Os pequenos delitos nossos de cada dia

Por Francisco Guarisa*

Historicamente, o Brasil sempre conviveu com diversos conflitos éticos, desde os mais comuns até os considerados complexos, que só aparecem quando bem investigados e transformados em “escândalos”. Porém, em meados da década de 70, um fato marcante passou a fazer parte de nossas vidas, através da famosa Lei de Gerson, propagada por uma marca de cigarros e protagonizado pelo craque homônimo do futebol. Seu slogan “gosto de levar vantagem em tudo, certo?” foi a cereja que faltava no bolo da hipocrisia social, passando a legitimar no inconsciente coletivo os pequenos delitos que, de alguma forma, coexistem desde o Brasil Colônia.

A partir daí, difundiu-se o “jeitinho brasileiro” de fazer o errado parecer certo. O querer levar vantagem contaminou as relações e ajudou a legitimar questões ligadas à corrupção, por exemplo, que passaram a ser mais toleradas e tragadas pelo cotidiano antiético. Então, como falar de ética em uma sociedade que, em linhas gerais, passa a percepção de que preza pela sua falta?

A banalização do antiético no Brasil proporcionou a aceitação de pequenos delitos, que hoje fazem parte do dia a dia sem qualquer tipo de vergonha ou pudor, sob a égide do “faça o que eu digo, mas não faça o que eu faço”. Como um dos diversos exemplos, temos o cidadão que reclama sobre a corrupção de diferentes governos ao assistir o noticiário em um canal de TV por assinatura. Sua indignação seria legítima se ele não tivesse assistido através de um aparelho que burla os sinais de transmissão dos canais oferecidos por TVs por assinatura. Tudo a custo zero. Vale ressaltar, nos últimos doze meses houve uma queda significativa no número de contratos ativos e na audiência deste segmento, com uma perda de quase um terço de seu público. É bem verdade que diversas pesquisas mostram um crescimento expressivo dos streamings (Netflix, Disney+ etc.), mas não temos como negar que o aumento da oferta destes aparelhos piratas contribuiu para essa queda de contratos. Entre o meio de 2020 e janeiro de 2021, só no Rio de Janeiro, foram apreendidos pela Receita Federal mais de 900 mil desses aparelhos que burlam os sinais de transmissão de canais de TV por assinatura.

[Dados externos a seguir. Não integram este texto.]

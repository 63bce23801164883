//! Signed delegations.

pub mod builder;
pub mod store;

use crate::{
    capability::{Capability, Caveats},
    codec::{cid_of, decode, encode},
    error::{DelegationError, SignatureVerificationError},
    proof::Proof,
    time::{TimeError, TimeRange, Timestamp},
};
use ipld_core::cid::Cid;
use serde::{Deserialize, Serialize};
use serde_bytes::{ByteBuf, Bytes};
use std::{
    collections::{BTreeMap, HashSet},
    fmt::Debug,
    sync::Arc,
};
use warrant_principal::{Did, Resolver, Verifier};

/// An issuer's signed grant of capabilities to an audience.
///
/// A delegation is immutable once sealed. Its [`cid`](Delegation::cid) is
/// the CIDv1 of its DAG-CBOR encoding `[signature, payload]`, which is what
/// other delegations cite in their `proofs`. Proofs may also be attached
/// inline, in which case [`Delegation::proofs`] yields them already
/// resolved.
#[derive(Clone)]
pub struct Delegation {
    payload: DelegationPayload,
    signature: Vec<u8>,
    bytes: Vec<u8>,
    cid: Cid,
    blocks: BTreeMap<Cid, Arc<Delegation>>,
}

/// The unsigned content of a [`Delegation`].
#[derive(Debug, Clone, PartialEq, Serialize, Deserialize)]
pub struct DelegationPayload {
    #[serde(rename = "iss")]
    pub(crate) issuer: Did,

    #[serde(rename = "aud")]
    pub(crate) audience: Did,

    #[serde(rename = "att")]
    pub(crate) capabilities: Vec<Capability>,

    #[serde(rename = "prf", default)]
    pub(crate) proofs: Vec<Cid>,

    #[serde(rename = "exp", default, skip_serializing_if = "Option::is_none")]
    pub(crate) expiration: Option<Timestamp>,

    #[serde(rename = "nbf", default, skip_serializing_if = "Option::is_none")]
    pub(crate) not_before: Option<Timestamp>,

    #[serde(rename = "fct", default, skip_serializing_if = "Vec::is_empty")]
    pub(crate) facts: Vec<Caveats>,

    #[serde(rename = "nnc", default, skip_serializing_if = "Option::is_none")]
    pub(crate) nonce: Option<String>,
}

impl DelegationPayload {
    /// Encode this payload as the bytes that get signed.
    ///
    /// # Errors
    ///
    /// Returns [`DelegationError::Encode`] if DAG-CBOR encoding fails.
    pub fn encode(&self) -> Result<Vec<u8>, DelegationError> {
        encode(self)
    }
}

impl Delegation {
    /// Creates a blank [`DelegationBuilder`][builder::DelegationBuilder].
    #[must_use]
    pub fn builder() -> builder::DelegationBuilder {
        builder::DelegationBuilder::new()
    }

    /// Seal a signed payload, attaching any inline proofs it cites.
    pub(crate) fn seal(
        payload: DelegationPayload,
        signature: Vec<u8>,
        attached: impl IntoIterator<Item = Arc<Delegation>>,
    ) -> Result<Self, DelegationError> {
        let bytes = encode(&(Bytes::new(&signature), &payload))?;
        let cid = cid_of(&bytes)?;
        let mut delegation = Self {
            payload,
            signature,
            bytes,
            cid,
            blocks: BTreeMap::new(),
        };
        for proof in attached {
            delegation.attach(proof);
        }
        Ok(delegation)
    }

    /// Getter for the `issuer` field.
    #[must_use]
    pub const fn issuer(&self) -> &Did {
        &self.payload.issuer
    }

    /// Getter for the `audience` field.
    #[must_use]
    pub const fn audience(&self) -> &Did {
        &self.payload.audience
    }

    /// Getter for the delegated capabilities.
    #[must_use]
    pub fn capabilities(&self) -> &[Capability] {
        &self.payload.capabilities
    }

    /// CIDs of the cited proofs, in citation order.
    #[must_use]
    pub fn proof_links(&self) -> &[Cid] {
        &self.payload.proofs
    }

    /// The cited proofs in citation order: attached ones as
    /// [`Proof::Delegation`], the rest as [`Proof::Link`].
    #[must_use]
    pub fn proofs(&self) -> Vec<Proof> {
        self.payload
            .proofs
            .iter()
            .map(|cid| match self.blocks.get(cid) {
                Some(delegation) => Proof::Delegation(delegation.clone()),
                None => Proof::Link(*cid),
            })
            .collect()
    }

    /// Getter for the `expiration` field.
    #[must_use]
    pub const fn expiration(&self) -> Option<Timestamp> {
        self.payload.expiration
    }

    /// Getter for the `not_before` field.
    #[must_use]
    pub const fn not_before(&self) -> Option<Timestamp> {
        self.payload.not_before
    }

    /// Getter for the `facts` field.
    #[must_use]
    pub fn facts(&self) -> &[Caveats] {
        &self.payload.facts
    }

    /// Getter for the `nonce` field.
    #[must_use]
    pub fn nonce(&self) -> Option<&str> {
        self.payload.nonce.as_deref()
    }

    /// Getter for the raw signature bytes.
    #[must_use]
    pub fn signature(&self) -> &[u8] {
        &self.signature
    }

    /// Getter for the unsigned payload.
    #[must_use]
    pub const fn payload(&self) -> &DelegationPayload {
        &self.payload
    }

    /// The content address of this delegation.
    #[must_use]
    pub const fn cid(&self) -> &Cid {
        &self.cid
    }

    /// The DAG-CBOR encoding this delegation is addressed by.
    #[must_use]
    pub fn to_bytes(&self) -> &[u8] {
        &self.bytes
    }

    /// The validity window declared by this delegation.
    #[must_use]
    pub const fn time_range(&self) -> TimeRange {
        TimeRange::new(self.payload.not_before, self.payload.expiration)
    }

    /// Checks this delegation's time bounds against `now`.
    ///
    /// # Errors
    ///
    /// Returns [`TimeError`] when `now` is past the expiration or before
    /// the not-before bound.
    pub fn validate_time(&self, now: Timestamp) -> Result<(), TimeError> {
        self.time_range().check(now)
    }

    /// Attach an inline proof. Delegations not cited in `proofs` are ignored.
    pub fn attach(&mut self, proof: Arc<Delegation>) {
        if self.payload.proofs.contains(proof.cid()) {
            self.blocks.insert(*proof.cid(), proof);
        }
    }

    /// Inline proofs attached to this delegation, keyed by CID.
    #[must_use]
    pub fn blocks(&self) -> &BTreeMap<Cid, Arc<Delegation>> {
        &self.blocks
    }

    /// Decode a single delegation block. Inline proofs are not restored;
    /// use [`Delegation::import`] for archives.
    ///
    /// # Errors
    ///
    /// Returns [`DelegationError::Decode`] if the bytes are not a
    /// `[signature, payload]` DAG-CBOR tuple.
    pub fn from_bytes(bytes: &[u8]) -> Result<Self, DelegationError> {
        let (signature, payload): (ByteBuf, DelegationPayload) = decode(bytes)?;
        Ok(Self {
            payload,
            signature: signature.into_vec(),
            bytes: bytes.to_vec(),
            cid: cid_of(bytes)?,
            blocks: BTreeMap::new(),
        })
    }

    /// Encode this delegation together with every attached proof,
    /// transitively, as a DAG-CBOR list of blocks. Proofs precede the
    /// delegations citing them and the root comes last.
    ///
    /// # Errors
    ///
    /// Returns [`DelegationError::Encode`] if DAG-CBOR encoding fails.
    pub fn export(&self) -> Result<Vec<u8>, DelegationError> {
        let mut seen = HashSet::new();
        let mut blocks = Vec::new();
        self.collect_blocks(&mut seen, &mut blocks);
        encode(&blocks)
    }

    fn collect_blocks<'a>(&'a self, seen: &mut HashSet<Cid>, blocks: &mut Vec<&'a Bytes>) {
        if !seen.insert(self.cid) {
            return;
        }
        for proof in self.blocks.values() {
            proof.collect_blocks(seen, blocks);
        }
        blocks.push(Bytes::new(&self.bytes));
    }

    /// Decode an archive produced by [`Delegation::export`], re-attaching
    /// every inline proof.
    ///
    /// # Errors
    ///
    /// Returns [`DelegationError::Decode`] for malformed blocks and
    /// [`DelegationError::EmptyArchive`] when there is no root.
    pub fn import(bytes: &[u8]) -> Result<Self, DelegationError> {
        let blocks: Vec<ByteBuf> = decode(bytes)?;
        let mut decoded: BTreeMap<Cid, Arc<Delegation>> = BTreeMap::new();
        let mut root = None;
        for block in blocks {
            let mut delegation = Self::from_bytes(&block)?;
            for link in delegation.payload.proofs.clone() {
                if let Some(proof) = decoded.get(&link) {
                    delegation.attach(proof.clone());
                }
            }
            let delegation = Arc::new(delegation);
            decoded.insert(delegation.cid, delegation.clone());
            root = Some(delegation);
        }
        let root = root.ok_or(DelegationError::EmptyArchive)?;
        Ok(Arc::unwrap_or_clone(root))
    }

    /// Verify the signature of this delegation against its issuer.
    ///
    /// The resolver resolves the issuer DID to a verifier, which then
    /// checks the signature over the encoded payload.
    ///
    /// # Errors
    ///
    /// Returns a [`SignatureVerificationError`] if the issuer can not be
    /// resolved or the signature does not verify.
    pub async fn verify_signature<R: Resolver>(
        &self,
        resolver: &R,
    ) -> Result<(), SignatureVerificationError<R::Error>> {
        let payload = self.payload.encode()?;
        let verifier = resolver
            .resolve(self.issuer())
            .await
            .map_err(SignatureVerificationError::Resolution)?;
        verifier
            .verify(&payload, &self.signature)
            .await
            .map_err(SignatureVerificationError::Verification)
    }
}

impl PartialEq for Delegation {
    fn eq(&self, other: &Self) -> bool {
        self.cid == other.cid
    }
}

impl Eq for Delegation {}

impl Debug for Delegation {
    fn fmt(&self, f: &mut std::fmt::Formatter<'_>) -> std::fmt::Result {
        f.debug_struct("Delegation")
            .field("cid", &self.cid)
            .field("issuer", &self.payload.issuer)
            .field("audience", &self.payload.audience)
            .field("capabilities", &self.payload.capabilities)
            .field("proofs", &self.payload.proofs)
            .finish_non_exhaustive()
    }
}

#[cfg(test)]
mod tests {
    use super::*;
    use pretty_assertions::assert_eq;
    use testresult::TestResult;
    use warrant_credentials::{Ed25519KeyResolver, Ed25519Signer};
    use warrant_principal::Principal;

    async fn signer(seed: u8) -> Ed25519Signer {
        Ed25519Signer::import([seed; 32]).await.unwrap()
    }

    #[tokio::test]
    async fn it_round_trips_through_bytes() -> TestResult {
        let alice = signer(1).await;
        let bob = signer(2).await;
        let delegation = Delegation::builder()
            .audience(&bob)
            .capability(Capability::new("store/add", alice.did().as_str()).with_caveat("size", 100))
            .expiration(2_000_000_000)
            .not_before(1_000)
            .nonce("abc")
            .sign(&alice)
            .await?;

        let decoded = Delegation::from_bytes(delegation.to_bytes())?;
        assert_eq!(decoded.cid(), delegation.cid());
        assert_eq!(decoded.payload(), delegation.payload());
        assert_eq!(decoded.signature(), delegation.signature());
        assert_eq!(decoded.issuer(), &alice.did());
        assert_eq!(decoded.audience(), &bob.did());
        assert_eq!(decoded.nonce(), Some("abc"));
        Ok(())
    }

    #[tokio::test]
    async fn it_verifies_the_issuer_signature() -> TestResult {
        let alice = signer(3).await;
        let bob = signer(4).await;
        let delegation = Delegation::builder()
            .audience(&bob)
            .capability(Capability::new("store/list", alice.did().as_str()))
            .sign(&alice)
            .await?;
        delegation.verify_signature(&Ed25519KeyResolver).await?;

        let forged = Delegation::seal(
            DelegationPayload {
                issuer: bob.did(),
                ..delegation.payload().clone()
            },
            delegation.signature().to_vec(),
            [],
        )?;
        assert!(matches!(
            forged.verify_signature(&Ed25519KeyResolver).await,
            Err(SignatureVerificationError::Verification(_))
        ));
        Ok(())
    }

    #[tokio::test]
    async fn it_yields_attached_proofs_inline_and_others_as_links() -> TestResult {
        let alice = signer(5).await;
        let bob = signer(6).await;
        let carol = signer(7).await;
        let root = Delegation::builder()
            .audience(&bob)
            .capability(Capability::new("store/*", alice.did().as_str()))
            .sign(&alice)
            .await?;
        let detached = Delegation::builder()
            .audience(&bob)
            .capability(Capability::new("upload/*", alice.did().as_str()))
            .sign(&alice)
            .await?;

        let child = Delegation::builder()
            .audience(&carol)
            .capability(Capability::new("store/add", alice.did().as_str()))
            .proof(root.clone())
            .proof(*detached.cid())
            .sign(&bob)
            .await?;

        let proofs = child.proofs();
        assert_eq!(proofs.len(), 2);
        assert_eq!(proofs[0].delegation().map(|d| d.cid()), Some(root.cid()));
        assert_eq!(proofs[1], Proof::Link(*detached.cid()));
        Ok(())
    }

    #[tokio::test]
    async fn it_exports_and_imports_the_whole_dag() -> TestResult {
        let alice = signer(8).await;
        let bob = signer(9).await;
        let carol = signer(10).await;
        let root = Arc::new(
            Delegation::builder()
                .audience(&bob)
                .capability(Capability::new("store/*", alice.did().as_str()))
                .sign(&alice)
                .await?,
        );
        let middle = Arc::new(
            Delegation::builder()
                .audience(&carol)
                .capability(Capability::new("store/add", alice.did().as_str()))
                .proof(&root)
                .sign(&bob)
                .await?,
        );
        let leaf = Delegation::builder()
            .audience(&alice)
            .capability(Capability::new("store/add", alice.did().as_str()))
            .proof(&middle)
            .proof(&root)
            .sign(&carol)
            .await?;

        let archive = leaf.export()?;
        let imported = Delegation::import(&archive)?;
        assert_eq!(imported.cid(), leaf.cid());

        let proofs = imported.proofs();
        let middle_proof = proofs[0]
            .delegation()
            .cloned()
            .expect("middle proof is attached");
        assert_eq!(middle_proof.cid(), middle.cid());
        let nested = middle_proof.proofs();
        assert_eq!(nested[0].delegation().map(|d| d.cid()), Some(root.cid()));
        Ok(())
    }

    #[test]
    fn it_rejects_empty_archives() {
        let archive = encode(&Vec::<ByteBuf>::new()).unwrap();
        assert!(matches!(
            Delegation::import(&archive),
            Err(DelegationError::EmptyArchive)
        ));
    }

    #[tokio::test]
    async fn it_validates_time_bounds() -> TestResult {
        let alice = signer(11).await;
        let delegation = Delegation::builder()
            .audience(&alice)
            .capability(Capability::new("store/add", alice.did().as_str()))
            .not_before(100)
            .expiration(200)
            .sign(&alice)
            .await?;
        assert_eq!(delegation.validate_time(150), Ok(()));
        assert_eq!(
            delegation.validate_time(201),
            Err(TimeError::Expired { expiration: 200 })
        );
        assert_eq!(
            delegation.validate_time(50),
            Err(TimeError::NotValidBefore { not_before: 100 })
        );
        Ok(())
    }
}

Essa cultura está tão arraigada na população, que fica difícil para as pessoas assumirem seus pequenos delitos, praticados cotidianamente. É fundamental fazermos uma reflexão urgente sobre essas práticas, para que possamos cobrar com moral por um mundo melhor. Caso contrário, a hipocrisia social prevalecerá e continuaremos a conviver com os mais variados delitos cotidianos, como a parada em fila dupla na porta do colégio, o fechamento de cruzamentos no engarrafamento, o estacionamento (rapidinho) na vaga de idosos e deficientes, o casal que ocupa duas filas do supermercado com os carrinhos de compras para ver qual caixa irá mais rápido ou o lixo jogado na rua com a desculpa de que precisa garantir o emprego dos garis, entre centenas de outros.

Temos também aqueles delitos velados, ocultos pela vergonha da descoberta, como as fraudes da Previdência para obtenção de benefícios. Ou ainda, o pagamento de propina a algum agente público para ser liberado de uma multa e/ou infração, além daqueles em que as mulheres não oficializam suas relações para não perderem a pensão vitalícia a que têm direito depois do falecimento do pai, funcionário público. São tantos casos que teríamos uma edição de jornal totalmente dedicada ao tema.

Até mesmo a pandemia trouxe à tona uma série de situações inusitadas, como a de pessoas que curiosamente surgiram com comorbidades para poderem se vacinar precocemente. Outras, por interesse pessoal, que se sentiram insatisfeitas com o tipo de vacina recebida na primeira dose, resolveram burlar as diretrizes do plano nacional de vacinação contra a Covid-19 e deram um “jeitinho” de se vacinar duplamente com a de outro fabricante. Um ato que tira o direito à vacina de outro cidadão, em um momento premente de imunização rápida e abrangente para minimizarmos os riscos de contaminação e retomarmos com todas as atividades econômicas.

Por essas e outras, não podemos mais permitir que a “esperteza” prevaleça sobre o bom senso e a ética cidadã. Não custa repetir que vivemos em um mundo que clama por solidariedade, humanidade, cidadania, respeito à diversidade e pela preservação do planeta. Talvez, ser o malandro não seja mais o diferencial, mas tenho a confiança de que o futuro mostrará quem será o otário nessa história.